Wynne Gray

Wynne Gray is a Herald columnist

All Blacks: Crouch, bind, re-set

New scrum law a 50% fix but tighten up on props to prevent collapses, says Cron

Will Genia of the Wallabies feeds the scrum during The Rugby Championship Bledisloe Cup match. Photo / Getty Images
Will Genia of the Wallabies feeds the scrum during The Rugby Championship Bledisloe Cup match. Photo / Getty Images

All Black scrum coach Mike Cron believes many of the persistent problems will improve if match officials concentrate on the tighthead props. He's convinced the new crouch-bind-set instructions will benefit the sport, but warns those changes may still take time.

The statistics aren't flattering but Cron, who is on an IRB laws group, liaises regularly with men like Andrew Blades and Pieter de Villiers, who guide the Wallaby and Springbok scrums.

"The changes were made for player welfare - and that has worked - and for viewers, and that box has not been fully ticked," Cron said.

The All Blacks fed 12 scrums in the latest test with the Boks. Three were resets, four were heeled by New Zealand, who were also awarded two penalties and a freekick by referee Romaine Pointe, while the Boks earned a freekick and a penalty.

The Springboks had six scrums with no resets, hooked the ball three times, lost one and received two penalties.

Cron felt a delay before the "yes nine" put-in command from the referee, a narrow channel for that delivery, the pressure and incorrect binding from tighthead props were all part of the scrum difficulties.

The reduction in the hit helped stability and player welfare, and most collapses were caused by tightheads' incorrect binding.

"Clearly the cause is tightheads binding on the arm and I don't think [the All Blacks] did that in the test," he said.

"The law states the tighthead must bind onto the body. You're not allowed to bind onto the arm, elbow, shoulder, chest or collar. After the hit, the props are allowed to readjust but it must be within the law.

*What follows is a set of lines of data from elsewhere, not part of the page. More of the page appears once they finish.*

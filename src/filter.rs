//! Spatio-temporal deduplication filter.
//!
//! The filter decides whether a geolocated event is novel: no previously
//! indexed event lies within both the distance tolerance and the time
//! tolerance. Duplicates are suppressed; novel events are indexed so that
//! later events can be tested against them.
//!
//! Logical time is driven by a watermark, the maximum event time observed
//! so far. An indexed entry is expired once its timestamp falls behind
//! `watermark - interval`, which keeps the expiration policy deterministic
//! for replayed or out-of-order streams. Entries additionally carry a
//! physical store TTL as a space backstop while the stream is quiet.

use crate::error::{FilterError, Result};
use crate::grid::{self, ChordAngle, Grid, EARTH_RADIUS_METERS};
use crate::keys;
use crate::storage::{Backend, WriteTxn};
use bytes::Bytes;
use geo::Point;
use parking_lot::RwLock;
use s2::cellid::CellID;
use s2::latlng::LatLng;
use serde::{Deserialize, Serialize};
use std::sync::Arc;
use std::time::{Duration, SystemTime};
use tracing::{debug, info, trace};

/// Default physical retention ceiling for index entries.
///
/// Deliberately much larger than any reasonable interval tolerance: the
/// watermark governs correctness, the TTL only bounds space.
pub const DEFAULT_ENTRY_TTL: Duration = Duration::from_secs(24 * 60 * 60);

/// Error type returned by an [`SpatioTemporalFilter::indexed_locations`]
/// visitor.
pub type VisitorError = Box<dyn std::error::Error + Send + Sync>;

/// A geolocated event: a WGS84 coordinate and an observation time.
#[derive(Debug, Clone, PartialEq, Serialize, Deserialize)]
pub struct Event {
    /// Geographic position (`x` = longitude, `y` = latitude, degrees).
    pub point: Point,
    /// Observation time, at least second resolution.
    pub time: SystemTime,
}

impl Event {
    /// Create an event from latitude/longitude degrees.
    pub fn new(lat: f64, lng: f64, time: SystemTime) -> Self {
        Self {
            point: Point::new(lng, lat),
            time,
        }
    }

    /// Latitude in degrees.
    pub fn lat(&self) -> f64 {
        self.point.y()
    }

    /// Longitude in degrees.
    pub fn lng(&self) -> f64 {
        self.point.x()
    }
}

/// Spatio-temporal deduplication filter over an ordered key-value store.
///
/// The filter is cheap to share: all methods take `&self`, and concurrent
/// callers are serialized by the backend's transaction isolation, so two
/// simultaneous near-duplicate events cannot both be accepted as unique.
///
/// # Examples
///
/// ```rust
/// use geodedup::{Event, MemoryBackend, SpatioTemporalFilter};
/// use std::sync::Arc;
/// use std::time::{Duration, SystemTime};
///
/// # fn main() -> geodedup::Result<()> {
/// let backend = Arc::new(MemoryBackend::new());
/// let filter = SpatioTemporalFilter::new(backend, 50.0, Duration::from_secs(600))?;
///
/// let event = Event::new(51.5074, -0.1278, SystemTime::now());
/// assert!(filter.filter(&event)?);
/// assert!(!filter.filter(&event)?);
/// # Ok(())
/// # }
/// ```
pub struct SpatioTemporalFilter {
    backend: Arc<dyn Backend>,
    distance: ChordAngle,
    interval: Duration,
    entry_ttl: Duration,
    grid: Grid,
    watermark: RwLock<Option<SystemTime>>,
}

impl std::fmt::Debug for SpatioTemporalFilter {
    fn fmt(&self, f: &mut std::fmt::Formatter<'_>) -> std::fmt::Result {
        f.debug_struct("SpatioTemporalFilter")
            .field("distance", &self.distance)
            .field("interval", &self.interval)
            .field("entry_ttl", &self.entry_ttl)
            .field("grid", &self.grid)
            .field("watermark", &self.watermark)
            .finish()
    }
}

impl SpatioTemporalFilter {
    /// Create a filter with a distance tolerance in meters and a time
    /// tolerance.
    ///
    /// Fails with `InvalidArgument` if either tolerance is not positive.
    pub fn new(backend: Arc<dyn Backend>, distance: f64, interval: Duration) -> Result<Self> {
        Self::with_entry_ttl(backend, distance, interval, DEFAULT_ENTRY_TTL)
    }

    /// Create a filter with an explicit physical retention ceiling.
    ///
    /// `entry_ttl` must stay much larger than `interval`; it exists to
    /// bound store growth, not to expire entries for correctness.
    pub fn with_entry_ttl(
        backend: Arc<dyn Backend>,
        distance: f64,
        interval: Duration,
        entry_ttl: Duration,
    ) -> Result<Self> {
        if !distance.is_finite() || distance <= 0.0 {
            return Err(FilterError::InvalidArgument(
                "distance tolerance between events must be greater than zero",
            ));
        }
        if interval.is_zero() {
            return Err(FilterError::InvalidArgument(
                "time tolerance between events must be greater than zero",
            ));
        }
        if entry_ttl.is_zero() {
            return Err(FilterError::InvalidArgument(
                "entry TTL must be greater than zero",
            ));
        }

        let radians = distance / EARTH_RADIUS_METERS;
        let level = grid::level_for_tolerance(radians);
        info!(
            distance_m = distance,
            interval_s = interval.as_secs_f64(),
            level,
            "spatio-temporal filter ready"
        );

        Ok(Self {
            backend,
            distance: ChordAngle::from_radians(radians),
            interval,
            entry_ttl,
            grid: Grid::new(level),
            watermark: RwLock::new(None),
        })
    }

    /// Distance tolerance in meters.
    pub fn distance(&self) -> f64 {
        self.distance.radians() * EARTH_RADIUS_METERS
    }

    /// Time tolerance.
    pub fn interval(&self) -> Duration {
        self.interval
    }

    /// Grid level used for candidate-cell enumeration.
    pub fn level(&self) -> u64 {
        self.grid.level()
    }

    /// Maximum event time observed so far, or `None` before the first
    /// accepted call.
    pub fn watermark(&self) -> Option<SystemTime> {
        *self.watermark.read()
    }

    /// Process an event and decide whether it is unique.
    ///
    /// Returns `Ok(true)` when no live earlier event lies within both
    /// tolerances; the event is then indexed. Returns `Ok(false)` for a
    /// duplicate, which is a normal outcome, not an error.
    pub fn filter(&self, event: &Event) -> Result<bool> {
        let (lat, lng) = (event.lat(), event.lng());
        if !valid_coordinates(lat, lng) {
            return Err(FilterError::InvalidCoordinates { lat, lng });
        }

        let mut txn = self.backend.update()?;

        // The watermark holds the time of the most recent event. It only
        // ever advances, even when the transaction later aborts.
        {
            let mut watermark = self.watermark.write();
            if watermark.map_or(true, |w| event.time > w) {
                *watermark = Some(event.time);
            }
        }

        let pt = grid::unit_vector(lat, lng);
        for cell in self.grid.candidate_cells(lat, lng) {
            if self.scan_cell(&mut *txn, cell, pt)? {
                // Commit carries only the opportunistic deletes, if any.
                txn.commit()?;
                debug!(lat, lng, "suppressed duplicate event");
                return Ok(false);
            }
        }

        // No earlier event found: index this one. The entry is keyed by
        // the leaf cell and the event time, with a TTL backstop.
        let leaf = CellID::from(LatLng::from_degrees(lat, lng));
        let key = keys::encode_entry(leaf, event.time);
        txn.put(&key, &[], Some(self.entry_ttl))?;
        txn.commit()?;
        debug!(lat, lng, "indexed novel event");
        Ok(true)
    }

    /// Scan one candidate cell for a live entry within the distance
    /// tolerance. Expired entries encountered along the way are deleted in
    /// the surrounding transaction.
    fn scan_cell(&self, txn: &mut dyn WriteTxn, cell: CellID, pt: [f64; 3]) -> Result<bool> {
        let lo = keys::encode_prefix(cell.range_min());
        let hi = keys::encode_prefix(cell.range_max());

        // Snapshot the threshold once per scan; the watermark is monotonic,
        // so the threshold can only be conservative.
        let threshold = self.expiry_threshold();

        let mut expired: Vec<Bytes> = Vec::new();
        let mut matched = false;
        for key in txn.scan(&keys::FAMILY_PREFIX, &lo) {
            if key[..keys::PREFIX_LEN] > hi[..] {
                break;
            }

            let (entry_cell, entry_time) = keys::decode_entry(&key);

            if threshold.is_some_and(|threshold| entry_time < threshold) {
                expired.push(key);
                continue;
            }

            if ChordAngle::between(pt, grid::cell_center(entry_cell)) <= self.distance {
                matched = true;
                break;
            }
        }

        if !expired.is_empty() {
            trace!(count = expired.len(), "dropping expired index entries");
            for key in &expired {
                txn.delete(key)?;
            }
        }
        Ok(matched)
    }

    /// Enumerate the currently live indexed locations.
    ///
    /// Runs over a read-only snapshot: entries that are logically expired
    /// are skipped but never deleted here. An error returned by `visit`
    /// stops the iteration and is surfaced as `VisitorAborted`.
    pub fn indexed_locations<F>(&self, mut visit: F) -> Result<()>
    where
        F: FnMut(f64, f64) -> std::result::Result<(), VisitorError>,
    {
        let view = self.backend.view()?;
        let threshold = self.expiry_threshold();

        for key in view.scan(&keys::FAMILY_PREFIX, &keys::FAMILY_PREFIX) {
            let (entry_cell, entry_time) = keys::decode_entry(&key);
            if threshold.is_some_and(|threshold| entry_time < threshold) {
                continue;
            }

            let ll = LatLng::from(entry_cell);
            visit(ll.lat.deg(), ll.lng.deg()).map_err(FilterError::VisitorAborted)?;
        }
        Ok(())
    }

    fn expiry_threshold(&self) -> Option<SystemTime> {
        self.watermark
            .read()
            .and_then(|watermark| watermark.checked_sub(self.interval))
    }
}

fn valid_coordinates(lat: f64, lng: f64) -> bool {
    lat.is_finite()
        && lng.is_finite()
        && (-90.0..=90.0).contains(&lat)
        && (-180.0..=180.0).contains(&lng)
}

#[cfg(test)]
mod tests {
    use super::*;
    use crate::storage::MemoryBackend;

    fn filter_50m_10min() -> SpatioTemporalFilter {
        let backend = Arc::new(MemoryBackend::new());
        SpatioTemporalFilter::new(backend, 50.0, Duration::from_secs(600)).unwrap()
    }

    #[test]
    fn test_constructor_rejects_bad_tolerances() {
        let backend: Arc<dyn Backend> = Arc::new(MemoryBackend::new());

        for distance in [0.0, -1.0, f64::NAN] {
            let err = SpatioTemporalFilter::new(backend.clone(), distance, Duration::from_secs(1))
                .unwrap_err();
            assert!(matches!(err, FilterError::InvalidArgument(_)));
        }

        let err =
            SpatioTemporalFilter::new(backend.clone(), 50.0, Duration::ZERO).unwrap_err();
        assert!(matches!(err, FilterError::InvalidArgument(_)));
    }

    #[test]
    fn test_accessors() {
        let filter = filter_50m_10min();
        assert!((filter.distance() - 50.0).abs() < 1e-6);
        assert_eq!(filter.interval(), Duration::from_secs(600));
        assert_eq!(filter.level(), 16);
        assert!(filter.watermark().is_none());
    }

    #[test]
    fn test_invalid_coordinates_leave_no_trace() {
        let filter = filter_50m_10min();
        let now = SystemTime::now();

        for (lat, lng) in [
            (200.0, 0.0),
            (-91.0, 0.0),
            (0.0, 181.0),
            (0.0, -180.5),
            (f64::NAN, 0.0),
            (0.0, f64::INFINITY),
        ] {
            let err = filter.filter(&Event::new(lat, lng, now)).unwrap_err();
            assert!(matches!(err, FilterError::InvalidCoordinates { .. }));
        }

        assert!(filter.watermark().is_none());
        let mut count = 0;
        filter
            .indexed_locations(|_, _| {
                count += 1;
                Ok(())
            })
            .unwrap();
        assert_eq!(count, 0);
    }

    #[test]
    fn test_boundary_coordinates_are_valid() {
        let filter = filter_50m_10min();
        let now = SystemTime::now();

        assert!(filter.filter(&Event::new(90.0, 180.0, now)).unwrap());
        assert!(filter.filter(&Event::new(-90.0, -180.0, now)).unwrap());
    }

    #[test]
    fn test_watermark_tracks_maximum() {
        let filter = filter_50m_10min();
        let t0 = SystemTime::UNIX_EPOCH + Duration::from_secs(1_700_000_000);

        filter.filter(&Event::new(10.0, 10.0, t0)).unwrap();
        assert_eq!(filter.watermark(), Some(t0));

        // An older event does not move the watermark back.
        filter
            .filter(&Event::new(20.0, 20.0, t0 - Duration::from_secs(60)))
            .unwrap();
        assert_eq!(filter.watermark(), Some(t0));

        let t1 = t0 + Duration::from_secs(60);
        filter.filter(&Event::new(30.0, 30.0, t1)).unwrap();
        assert_eq!(filter.watermark(), Some(t1));
    }

    #[test]
    fn test_visitor_error_is_wrapped() {
        let filter = filter_50m_10min();
        filter
            .filter(&Event::new(48.8566, 2.3522, SystemTime::now()))
            .unwrap();

        let err = filter
            .indexed_locations(|_, _| Err("stop".into()))
            .unwrap_err();
        assert!(matches!(err, FilterError::VisitorAborted(_)));
    }

    #[test]
    fn test_indexed_location_matches_event_position() {
        let filter = filter_50m_10min();
        filter
            .filter(&Event::new(51.5074, -0.1278, SystemTime::now()))
            .unwrap();

        let mut seen = Vec::new();
        filter
            .indexed_locations(|lat, lng| {
                seen.push((lat, lng));
                Ok(())
            })
            .unwrap();

        assert_eq!(seen.len(), 1);
        let (lat, lng) = seen[0];
        // Leaf-cell centers are within centimeters of the event position.
        assert!((lat - 51.5074).abs() < 1e-5);
        assert!((lng - -0.1278).abs() < 1e-5);
    }
}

"The next thing is the way we scrum now, with the depth and pushing position, it's impossible for the hooker to get his foot up and into the tunnel. It's like the lineout, we have to work through this with the right authorities."

That meant giving constant feedback to Joel Jutge, who was in charge of an IRB group overseeing the scrum alterations.

Scrums had become a pushing competition and the Pumas were trying to cope with that by slowly rolling the ball in, but that can lead to poor quality ball. The All Blacks were looking for strong possession to attack from.

When front rows were bound, halfbacks were supposed to feed the ball straight, into an area one ball width either side of the props' shoulders, he said.

"For a hooker to get that ball back, he has to strike past the middle line but the force in the scrum doesn't allow that. We're proposing that the tunnel should be widened. We want the ball fed in straight but in a wider channel."

When Cron played, hookers swung off the props but the pressure in scrums was far less. Teams were hitting, holding and pushing in a much longer test of power and technique.

Scrums were no worse than before but there was no silver bullet either because they relied on players with good technique and strength.

"Referees need to look at one thing and make sure both tightheads bind on the body and that will stop a lot of the collapses.

"Generally I get my guys to bind just under the armpit so they're off the arm and on the body, and if they stay there they have a strong legal position.

"The new laws should take away 50 per cent of the problems; they should stand out and officials should be able to find fault easily."